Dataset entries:
* * * * * * *
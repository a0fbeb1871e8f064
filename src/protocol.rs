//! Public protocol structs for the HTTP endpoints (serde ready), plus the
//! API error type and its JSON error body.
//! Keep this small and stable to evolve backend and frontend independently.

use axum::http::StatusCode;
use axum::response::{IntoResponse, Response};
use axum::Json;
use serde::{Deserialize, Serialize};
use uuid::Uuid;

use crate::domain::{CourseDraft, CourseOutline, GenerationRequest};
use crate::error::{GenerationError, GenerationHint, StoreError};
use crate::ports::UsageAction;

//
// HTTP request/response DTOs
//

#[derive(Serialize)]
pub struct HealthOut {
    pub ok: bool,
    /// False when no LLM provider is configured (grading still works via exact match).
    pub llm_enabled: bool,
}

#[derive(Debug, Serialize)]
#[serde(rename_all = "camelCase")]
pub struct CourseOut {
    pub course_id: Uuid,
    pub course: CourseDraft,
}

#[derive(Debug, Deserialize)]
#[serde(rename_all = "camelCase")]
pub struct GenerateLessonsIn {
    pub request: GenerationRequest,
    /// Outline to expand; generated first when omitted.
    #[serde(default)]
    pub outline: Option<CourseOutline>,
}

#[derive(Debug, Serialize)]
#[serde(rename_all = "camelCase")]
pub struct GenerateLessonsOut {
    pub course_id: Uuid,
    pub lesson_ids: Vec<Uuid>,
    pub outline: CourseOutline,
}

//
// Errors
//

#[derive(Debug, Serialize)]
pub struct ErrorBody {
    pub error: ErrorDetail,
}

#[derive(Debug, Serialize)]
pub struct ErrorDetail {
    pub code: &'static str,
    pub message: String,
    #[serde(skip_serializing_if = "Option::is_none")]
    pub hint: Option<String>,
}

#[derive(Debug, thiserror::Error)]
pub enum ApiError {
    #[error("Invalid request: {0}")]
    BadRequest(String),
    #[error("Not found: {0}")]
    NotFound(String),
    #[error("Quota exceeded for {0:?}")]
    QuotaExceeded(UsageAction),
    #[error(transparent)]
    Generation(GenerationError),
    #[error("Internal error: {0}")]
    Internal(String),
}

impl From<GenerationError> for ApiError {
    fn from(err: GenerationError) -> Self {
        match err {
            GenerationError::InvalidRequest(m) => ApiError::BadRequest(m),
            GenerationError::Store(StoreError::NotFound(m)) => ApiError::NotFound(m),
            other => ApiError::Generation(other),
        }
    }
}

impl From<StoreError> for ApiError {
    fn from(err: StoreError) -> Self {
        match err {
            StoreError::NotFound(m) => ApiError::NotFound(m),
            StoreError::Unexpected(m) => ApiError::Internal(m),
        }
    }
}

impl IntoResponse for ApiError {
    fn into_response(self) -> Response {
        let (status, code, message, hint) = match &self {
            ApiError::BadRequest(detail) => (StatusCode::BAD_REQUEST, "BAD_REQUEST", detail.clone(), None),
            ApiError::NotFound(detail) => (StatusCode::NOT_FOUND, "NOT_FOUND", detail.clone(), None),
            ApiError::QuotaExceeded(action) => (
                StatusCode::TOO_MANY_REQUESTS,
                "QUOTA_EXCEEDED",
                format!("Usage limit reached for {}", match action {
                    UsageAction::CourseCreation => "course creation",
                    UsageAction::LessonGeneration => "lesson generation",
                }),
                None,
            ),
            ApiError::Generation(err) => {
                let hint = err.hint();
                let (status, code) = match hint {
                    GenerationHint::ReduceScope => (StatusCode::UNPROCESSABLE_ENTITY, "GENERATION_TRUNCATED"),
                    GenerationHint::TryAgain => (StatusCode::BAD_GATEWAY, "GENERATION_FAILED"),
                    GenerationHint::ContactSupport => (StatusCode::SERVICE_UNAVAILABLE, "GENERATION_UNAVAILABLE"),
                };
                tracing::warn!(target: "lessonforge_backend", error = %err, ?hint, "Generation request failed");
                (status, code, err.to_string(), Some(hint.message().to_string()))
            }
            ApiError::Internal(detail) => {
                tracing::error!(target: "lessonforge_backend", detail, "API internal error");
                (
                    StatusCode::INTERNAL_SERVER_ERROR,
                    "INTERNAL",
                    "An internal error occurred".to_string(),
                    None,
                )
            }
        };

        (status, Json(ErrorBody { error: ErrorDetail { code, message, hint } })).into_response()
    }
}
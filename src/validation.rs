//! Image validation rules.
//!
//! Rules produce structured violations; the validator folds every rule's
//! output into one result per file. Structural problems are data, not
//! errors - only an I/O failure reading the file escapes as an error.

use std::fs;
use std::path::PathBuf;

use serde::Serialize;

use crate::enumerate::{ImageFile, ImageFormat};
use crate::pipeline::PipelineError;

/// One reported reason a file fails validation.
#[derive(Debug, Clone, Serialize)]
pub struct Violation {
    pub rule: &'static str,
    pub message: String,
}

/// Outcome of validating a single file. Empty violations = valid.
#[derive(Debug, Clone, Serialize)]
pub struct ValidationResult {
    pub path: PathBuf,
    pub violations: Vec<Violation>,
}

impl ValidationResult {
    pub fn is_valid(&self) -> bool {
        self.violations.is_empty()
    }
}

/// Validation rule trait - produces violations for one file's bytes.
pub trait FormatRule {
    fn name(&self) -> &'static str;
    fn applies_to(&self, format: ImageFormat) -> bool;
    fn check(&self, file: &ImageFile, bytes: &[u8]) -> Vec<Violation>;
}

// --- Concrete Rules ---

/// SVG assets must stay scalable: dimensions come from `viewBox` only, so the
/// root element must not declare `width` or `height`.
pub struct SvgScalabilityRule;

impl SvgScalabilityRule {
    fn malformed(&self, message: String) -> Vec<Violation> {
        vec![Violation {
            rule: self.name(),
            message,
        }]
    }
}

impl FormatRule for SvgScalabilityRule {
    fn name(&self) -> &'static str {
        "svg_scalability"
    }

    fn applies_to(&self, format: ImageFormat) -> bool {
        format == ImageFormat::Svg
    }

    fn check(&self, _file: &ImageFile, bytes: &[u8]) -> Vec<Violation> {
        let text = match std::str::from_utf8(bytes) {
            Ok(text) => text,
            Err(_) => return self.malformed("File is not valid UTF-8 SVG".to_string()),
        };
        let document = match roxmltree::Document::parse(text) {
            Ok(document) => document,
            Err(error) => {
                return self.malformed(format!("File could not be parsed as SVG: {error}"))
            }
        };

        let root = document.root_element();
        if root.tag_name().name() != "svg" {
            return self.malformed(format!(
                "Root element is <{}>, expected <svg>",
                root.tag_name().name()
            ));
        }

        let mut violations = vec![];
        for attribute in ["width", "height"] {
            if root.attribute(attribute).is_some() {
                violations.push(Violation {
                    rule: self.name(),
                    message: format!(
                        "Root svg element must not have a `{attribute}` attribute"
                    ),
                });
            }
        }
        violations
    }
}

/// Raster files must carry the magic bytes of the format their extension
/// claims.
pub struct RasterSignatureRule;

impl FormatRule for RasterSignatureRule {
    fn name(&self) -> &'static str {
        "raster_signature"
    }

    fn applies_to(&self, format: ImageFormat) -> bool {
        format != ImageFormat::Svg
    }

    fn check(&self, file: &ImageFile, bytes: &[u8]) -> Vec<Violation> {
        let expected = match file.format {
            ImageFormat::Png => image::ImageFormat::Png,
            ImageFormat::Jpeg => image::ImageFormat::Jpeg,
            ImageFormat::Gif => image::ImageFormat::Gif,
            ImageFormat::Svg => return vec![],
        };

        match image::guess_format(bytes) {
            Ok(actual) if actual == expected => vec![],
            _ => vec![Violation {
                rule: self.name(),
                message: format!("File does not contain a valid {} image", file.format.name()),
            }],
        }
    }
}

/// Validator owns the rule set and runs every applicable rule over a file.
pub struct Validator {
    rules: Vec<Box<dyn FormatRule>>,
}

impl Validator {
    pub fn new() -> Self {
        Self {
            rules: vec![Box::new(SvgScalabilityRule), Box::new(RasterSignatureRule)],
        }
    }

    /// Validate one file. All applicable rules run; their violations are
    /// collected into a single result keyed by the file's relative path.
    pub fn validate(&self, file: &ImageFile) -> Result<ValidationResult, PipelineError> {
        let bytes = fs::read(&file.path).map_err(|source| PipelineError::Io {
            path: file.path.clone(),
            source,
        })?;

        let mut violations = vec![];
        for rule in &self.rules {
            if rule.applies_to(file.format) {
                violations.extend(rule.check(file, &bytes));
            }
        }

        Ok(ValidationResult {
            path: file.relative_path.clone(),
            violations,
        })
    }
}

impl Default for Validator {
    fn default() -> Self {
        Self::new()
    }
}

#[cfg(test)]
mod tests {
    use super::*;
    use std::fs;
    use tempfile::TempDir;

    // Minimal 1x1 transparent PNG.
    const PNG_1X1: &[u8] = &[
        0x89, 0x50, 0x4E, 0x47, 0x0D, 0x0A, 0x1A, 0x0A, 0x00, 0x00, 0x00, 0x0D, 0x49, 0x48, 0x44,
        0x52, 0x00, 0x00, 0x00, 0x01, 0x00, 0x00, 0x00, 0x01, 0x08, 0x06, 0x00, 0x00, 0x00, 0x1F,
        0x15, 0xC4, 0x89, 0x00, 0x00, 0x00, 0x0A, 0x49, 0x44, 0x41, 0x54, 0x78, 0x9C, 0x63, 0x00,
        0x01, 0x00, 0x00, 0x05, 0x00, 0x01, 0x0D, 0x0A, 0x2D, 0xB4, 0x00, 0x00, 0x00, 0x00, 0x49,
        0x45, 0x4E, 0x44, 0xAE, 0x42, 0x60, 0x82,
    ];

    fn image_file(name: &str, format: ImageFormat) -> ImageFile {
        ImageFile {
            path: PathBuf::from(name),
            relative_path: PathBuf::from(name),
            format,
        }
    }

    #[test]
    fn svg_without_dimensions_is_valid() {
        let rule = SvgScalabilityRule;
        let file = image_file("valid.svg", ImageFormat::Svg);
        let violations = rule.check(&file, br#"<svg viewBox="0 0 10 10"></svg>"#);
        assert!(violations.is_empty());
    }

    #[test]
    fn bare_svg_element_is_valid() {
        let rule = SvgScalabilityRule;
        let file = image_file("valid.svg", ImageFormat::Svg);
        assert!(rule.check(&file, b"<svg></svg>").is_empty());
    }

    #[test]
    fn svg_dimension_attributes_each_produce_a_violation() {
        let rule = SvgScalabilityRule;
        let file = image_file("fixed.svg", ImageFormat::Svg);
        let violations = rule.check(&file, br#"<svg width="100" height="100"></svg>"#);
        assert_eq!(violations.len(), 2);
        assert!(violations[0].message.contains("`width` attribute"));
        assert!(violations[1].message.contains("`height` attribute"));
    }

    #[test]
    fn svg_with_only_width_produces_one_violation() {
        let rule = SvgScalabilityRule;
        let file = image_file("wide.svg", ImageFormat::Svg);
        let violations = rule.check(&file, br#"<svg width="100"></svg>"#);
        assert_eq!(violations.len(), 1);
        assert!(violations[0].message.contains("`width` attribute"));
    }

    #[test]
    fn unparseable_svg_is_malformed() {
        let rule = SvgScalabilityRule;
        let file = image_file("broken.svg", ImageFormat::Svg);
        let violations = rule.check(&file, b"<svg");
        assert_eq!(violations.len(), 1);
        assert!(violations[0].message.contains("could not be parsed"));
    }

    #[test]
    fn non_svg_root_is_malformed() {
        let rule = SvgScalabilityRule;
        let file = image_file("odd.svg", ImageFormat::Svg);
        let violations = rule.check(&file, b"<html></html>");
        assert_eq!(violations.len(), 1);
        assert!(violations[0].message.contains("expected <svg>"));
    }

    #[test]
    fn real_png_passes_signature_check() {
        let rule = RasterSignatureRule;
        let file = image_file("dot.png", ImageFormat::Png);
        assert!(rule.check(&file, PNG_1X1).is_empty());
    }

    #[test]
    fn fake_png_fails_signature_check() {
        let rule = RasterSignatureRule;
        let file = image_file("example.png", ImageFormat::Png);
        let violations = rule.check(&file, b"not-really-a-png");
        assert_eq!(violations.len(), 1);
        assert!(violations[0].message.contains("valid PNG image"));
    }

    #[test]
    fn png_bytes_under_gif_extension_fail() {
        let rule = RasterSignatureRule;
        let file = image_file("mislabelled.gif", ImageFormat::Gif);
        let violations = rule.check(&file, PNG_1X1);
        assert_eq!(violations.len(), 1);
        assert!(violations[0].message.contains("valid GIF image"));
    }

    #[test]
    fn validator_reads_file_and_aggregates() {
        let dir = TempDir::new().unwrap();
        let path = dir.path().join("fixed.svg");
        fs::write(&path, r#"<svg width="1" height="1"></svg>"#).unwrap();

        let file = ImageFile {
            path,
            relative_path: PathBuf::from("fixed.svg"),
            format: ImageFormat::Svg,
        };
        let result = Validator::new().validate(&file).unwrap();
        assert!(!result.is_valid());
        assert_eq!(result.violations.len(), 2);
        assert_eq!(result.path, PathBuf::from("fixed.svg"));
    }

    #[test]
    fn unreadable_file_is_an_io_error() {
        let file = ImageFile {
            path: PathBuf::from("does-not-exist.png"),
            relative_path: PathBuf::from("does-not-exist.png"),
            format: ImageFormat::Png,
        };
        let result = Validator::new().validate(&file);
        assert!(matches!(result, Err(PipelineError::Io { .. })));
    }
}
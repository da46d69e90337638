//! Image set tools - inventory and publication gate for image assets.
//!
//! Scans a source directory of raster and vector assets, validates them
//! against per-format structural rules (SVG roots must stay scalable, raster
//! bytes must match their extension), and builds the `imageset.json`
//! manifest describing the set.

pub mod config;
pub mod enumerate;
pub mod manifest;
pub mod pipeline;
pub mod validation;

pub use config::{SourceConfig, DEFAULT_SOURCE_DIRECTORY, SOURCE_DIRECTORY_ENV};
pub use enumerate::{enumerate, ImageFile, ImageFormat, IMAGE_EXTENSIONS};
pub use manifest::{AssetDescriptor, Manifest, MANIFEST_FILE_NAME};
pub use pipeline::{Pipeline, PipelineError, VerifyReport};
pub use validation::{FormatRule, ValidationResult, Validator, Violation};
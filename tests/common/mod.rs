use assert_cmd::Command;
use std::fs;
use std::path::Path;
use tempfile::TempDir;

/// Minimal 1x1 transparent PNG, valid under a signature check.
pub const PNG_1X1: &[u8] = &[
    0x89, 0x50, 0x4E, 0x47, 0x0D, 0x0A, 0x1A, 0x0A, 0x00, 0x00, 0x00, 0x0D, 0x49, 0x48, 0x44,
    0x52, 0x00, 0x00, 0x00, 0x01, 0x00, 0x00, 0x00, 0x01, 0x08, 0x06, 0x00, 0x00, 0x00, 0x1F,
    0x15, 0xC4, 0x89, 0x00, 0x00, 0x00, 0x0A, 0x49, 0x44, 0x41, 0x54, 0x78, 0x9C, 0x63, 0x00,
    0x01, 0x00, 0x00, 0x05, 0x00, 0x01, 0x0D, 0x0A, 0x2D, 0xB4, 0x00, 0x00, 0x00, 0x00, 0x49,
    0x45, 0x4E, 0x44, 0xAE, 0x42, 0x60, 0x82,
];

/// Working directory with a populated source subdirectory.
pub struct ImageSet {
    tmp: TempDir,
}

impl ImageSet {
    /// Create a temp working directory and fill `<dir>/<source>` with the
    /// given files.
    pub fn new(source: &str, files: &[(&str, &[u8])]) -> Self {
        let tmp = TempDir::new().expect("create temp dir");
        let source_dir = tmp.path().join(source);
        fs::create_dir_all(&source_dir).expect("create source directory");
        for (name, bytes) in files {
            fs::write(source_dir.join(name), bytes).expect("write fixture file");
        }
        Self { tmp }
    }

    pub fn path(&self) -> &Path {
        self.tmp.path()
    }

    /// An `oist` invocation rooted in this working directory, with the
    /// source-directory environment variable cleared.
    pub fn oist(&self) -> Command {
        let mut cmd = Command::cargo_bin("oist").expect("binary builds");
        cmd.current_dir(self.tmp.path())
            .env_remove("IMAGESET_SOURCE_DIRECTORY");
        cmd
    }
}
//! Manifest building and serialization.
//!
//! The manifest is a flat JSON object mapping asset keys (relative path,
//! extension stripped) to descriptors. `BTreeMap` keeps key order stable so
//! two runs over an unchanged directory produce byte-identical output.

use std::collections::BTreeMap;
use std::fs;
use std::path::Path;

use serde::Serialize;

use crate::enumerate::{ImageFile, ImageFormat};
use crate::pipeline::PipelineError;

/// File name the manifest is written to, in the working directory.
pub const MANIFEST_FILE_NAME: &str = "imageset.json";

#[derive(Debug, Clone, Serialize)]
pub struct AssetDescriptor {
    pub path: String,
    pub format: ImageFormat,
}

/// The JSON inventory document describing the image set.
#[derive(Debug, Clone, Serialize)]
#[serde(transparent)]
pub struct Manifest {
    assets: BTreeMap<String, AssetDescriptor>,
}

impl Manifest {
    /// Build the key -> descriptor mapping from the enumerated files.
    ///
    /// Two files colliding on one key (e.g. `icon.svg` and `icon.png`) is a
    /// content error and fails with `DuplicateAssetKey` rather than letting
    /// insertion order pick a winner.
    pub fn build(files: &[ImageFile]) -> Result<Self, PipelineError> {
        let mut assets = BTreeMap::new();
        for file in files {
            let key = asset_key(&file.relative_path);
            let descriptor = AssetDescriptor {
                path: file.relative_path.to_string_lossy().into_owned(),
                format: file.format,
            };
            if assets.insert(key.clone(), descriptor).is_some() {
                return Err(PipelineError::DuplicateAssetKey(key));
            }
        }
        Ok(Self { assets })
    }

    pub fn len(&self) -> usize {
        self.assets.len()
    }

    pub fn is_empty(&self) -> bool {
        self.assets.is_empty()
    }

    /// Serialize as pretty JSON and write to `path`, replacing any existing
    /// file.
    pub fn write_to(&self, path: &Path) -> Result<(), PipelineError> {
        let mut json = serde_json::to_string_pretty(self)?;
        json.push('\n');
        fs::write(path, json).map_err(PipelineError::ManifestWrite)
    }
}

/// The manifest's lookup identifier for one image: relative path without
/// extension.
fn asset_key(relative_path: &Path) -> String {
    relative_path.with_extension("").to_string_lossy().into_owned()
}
* * * * * * *
_What this task involves_
In the entries above, how many lines hold "PathBuf"? Answer with the number alone.

_Solution to this exercise_
8